INPUT RECORDS below:
//! Test server lifecycle management
//!
//! This module manages spawning and shutting down test HTTP servers.
//! Each test gets an isolated server with its own databases and scheduler.

use super::constants::*;
use super::engine::ScriptedEngine;
use chat_session_server::chat::{ChatSettings, SessionFinalizer, SqliteChatStore, CHAT_JOB_TYPE};
use chat_session_server::future_jobs::{
    FutureScheduler, SchedulerHandle, SchedulerSettings, SqliteJobStore,
};
use chat_session_server::server::{make_app, RequestsLoggingLevel, ServerConfig, ServerState};
use chat_session_server::user::{SqliteUserStore, UserId, UserStore};
use chat_session_server::ChatProtocol;
use std::sync::Arc;
use std::time::Duration;
use tempfile::TempDir;
use tokio::net::TcpListener;

/// Test server instance with isolated databases
///
/// When dropped, the server gracefully shuts down and temp resources are cleaned up.
#[allow(dead_code)]
pub struct TestServer {
    /// Base URL for making requests (e.g., "http://127.0.0.1:12345")
    pub base_url: String,

    /// The port the server is listening on
    pub port: u16,

    /// Stores for direct database access in tests
    pub user_store: Arc<SqliteUserStore>,
    pub chat_store: Arc<SqliteChatStore>,
    pub job_store: Arc<SqliteJobStore>,

    pub engine: Arc<ScriptedEngine>,

    /// Bearer token and id of TEST_USER
    pub token: String,
    pub user_id: UserId,

    /// Bearer token of OTHER_USER
    pub other_token: String,

    // Private fields - keep resources alive until drop
    _temp_db_dir: TempDir,
    _scheduler: SchedulerHandle,
    _shutdown_tx: Option<tokio::sync::oneshot::Sender<()>>,
}

impl TestServer {
    /// Spawns a new test server on a random port
    ///
    /// This function:
    /// 1. Creates temporary job, chat and user databases
    /// 2. Seeds TEST_USER and OTHER_USER with a token each
    /// 3. Starts a fast scheduler with the session finalizer
    /// 4. Binds to a random port (127.0.0.1:0) and serves the app
    /// 5. Waits for the server to be ready
    ///
    /// # Panics
    ///
    /// Panics if any of the steps above fails.
    pub async fn spawn() -> Self {
        let temp_db_dir = TempDir::new().expect("Failed to create temp dir");
        let db_dir = temp_db_dir.path();

        let user_store = Arc::new(
            SqliteUserStore::new(db_dir.join("user.db")).expect("Failed to open user store"),
        );
        let chat_store = Arc::new(
            SqliteChatStore::new(db_dir.join("chat.db")).expect("Failed to open chat store"),
        );
        let job_store = Arc::new(
            SqliteJobStore::new(db_dir.join("jobs.db")).expect("Failed to open job store"),
        );

        let user_id = user_store
            .create_user(TEST_USER)
            .expect("Failed to create test user");
        let token = user_store
            .create_auth_token(user_id)
            .expect("Failed to create test token")
            .value
            .0;
        let other_id = user_store
            .create_user(OTHER_USER)
            .expect("Failed to create other user");
        let other_token = user_store
            .create_auth_token(other_id)
            .expect("Failed to create other token")
            .value
            .0;

        let mut scheduler = FutureScheduler::new(
            job_store.clone(),
            SchedulerSettings {
                enabled: true,
                schedule_cycle: Duration::from_millis(SCHEDULE_CYCLE_MS),
                delete_after_completion: false,
                requeue_stale_on_start: true,
            },
        );
        scheduler.add_handler(
            CHAT_JOB_TYPE,
            Arc::new(SessionFinalizer::new(chat_store.clone())),
        );
        let scheduler_handle = scheduler.start();

        let engine = Arc::new(ScriptedEngine::default());
        let protocol = Arc::new(ChatProtocol::new(
            chat_store.clone(),
            user_store.clone(),
            job_store.clone(),
            engine.clone(),
            ChatSettings {
                idle_timeout: Duration::from_secs(IDLE_TIMEOUT_SECS),
                instruction_key: "interactive_chat".to_string(),
            },
        ));

        // Bind to random port
        let listener = TcpListener::bind("127.0.0.1:0")
            .await
            .expect("Failed to bind to random port");

        let port = listener
            .local_addr()
            .expect("Failed to get local address")
            .port();

        let base_url = format!("http://127.0.0.1:{}", port);

        let (shutdown_tx, shutdown_rx) = tokio::sync::oneshot::channel::<()>();

        let config = ServerConfig {
            port,
            metrics_port: 0,
            requests_logging_level: RequestsLoggingLevel::None,
        };
        let app = make_app(ServerState::new(config, protocol, user_store.clone()));

        tokio::spawn(async move {
            axum::serve(listener, app)
                .with_graceful_shutdown(async {
                    shutdown_rx.await.ok();
                })
                .await
                .expect("Server failed");
        });

        let server = Self {
            base_url,
            port,
            user_store,
            chat_store,
            job_store,
            engine,
            token,
            user_id,
            other_token,
            _temp_db_dir: temp_db_dir,
            _scheduler: scheduler_handle,
            _shutdown_tx: Some(shutdown_tx),
        };

        server.wait_for_ready().await;

        server
    }

    /// Websocket URL of the chat endpoint
    pub fn ws_url(&self, session_id: Option<&str>) -> String {
        let base = self.base_url.replace("http://", "ws://") + "/v1/chat/ws";
        match session_id {
            Some(id) => format!("{}?session_id={}", base, id),
            None => base,
        }
    }

    /// Waits for the server to become ready by polling the / endpoint
    async fn wait_for_ready(&self) {
        let client = reqwest::Client::builder()
            .timeout(Duration::from_millis(100))
            .build()
            .expect("Failed to build reqwest client");

        let start = std::time::Instant::now();
        let timeout = Duration::from_millis(SERVER_READY_TIMEOUT_MS);

        loop {
            if start.elapsed() > timeout {
                panic!(
                    "Server did not become ready within {}ms",
                    SERVER_READY_TIMEOUT_MS
                );
            }

            match client.get(format!("{}/", self.base_url)).send().await {
                Ok(response) if response.status().is_success() => return,
                _ => {
                    tokio::time::sleep(Duration::from_millis(SERVER_READY_POLL_INTERVAL_MS)).await;
                }
            }
        }
    }
}

impl Drop for TestServer {
    fn drop(&mut self) {
        if let Some(tx) = self._shutdown_tx.take() {
            let _ = tx.send(());
        }
        // TempDir is cleaned up automatically
    }
}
End of INPUT RECORDS.
WHAT IS REQUIRED. In exact wording, restate the lines of the data above from the first through the one holding "use super::engine::ScriptedEngine;", and stop after that line.

EXERCISE RESULT.
//! Test server lifecycle management
//!
//! This module manages spawning and shutting down test HTTP servers.
//! Each test gets an isolated server with its own databases and scheduler.

use super::constants::*;
use super::engine::ScriptedEngine;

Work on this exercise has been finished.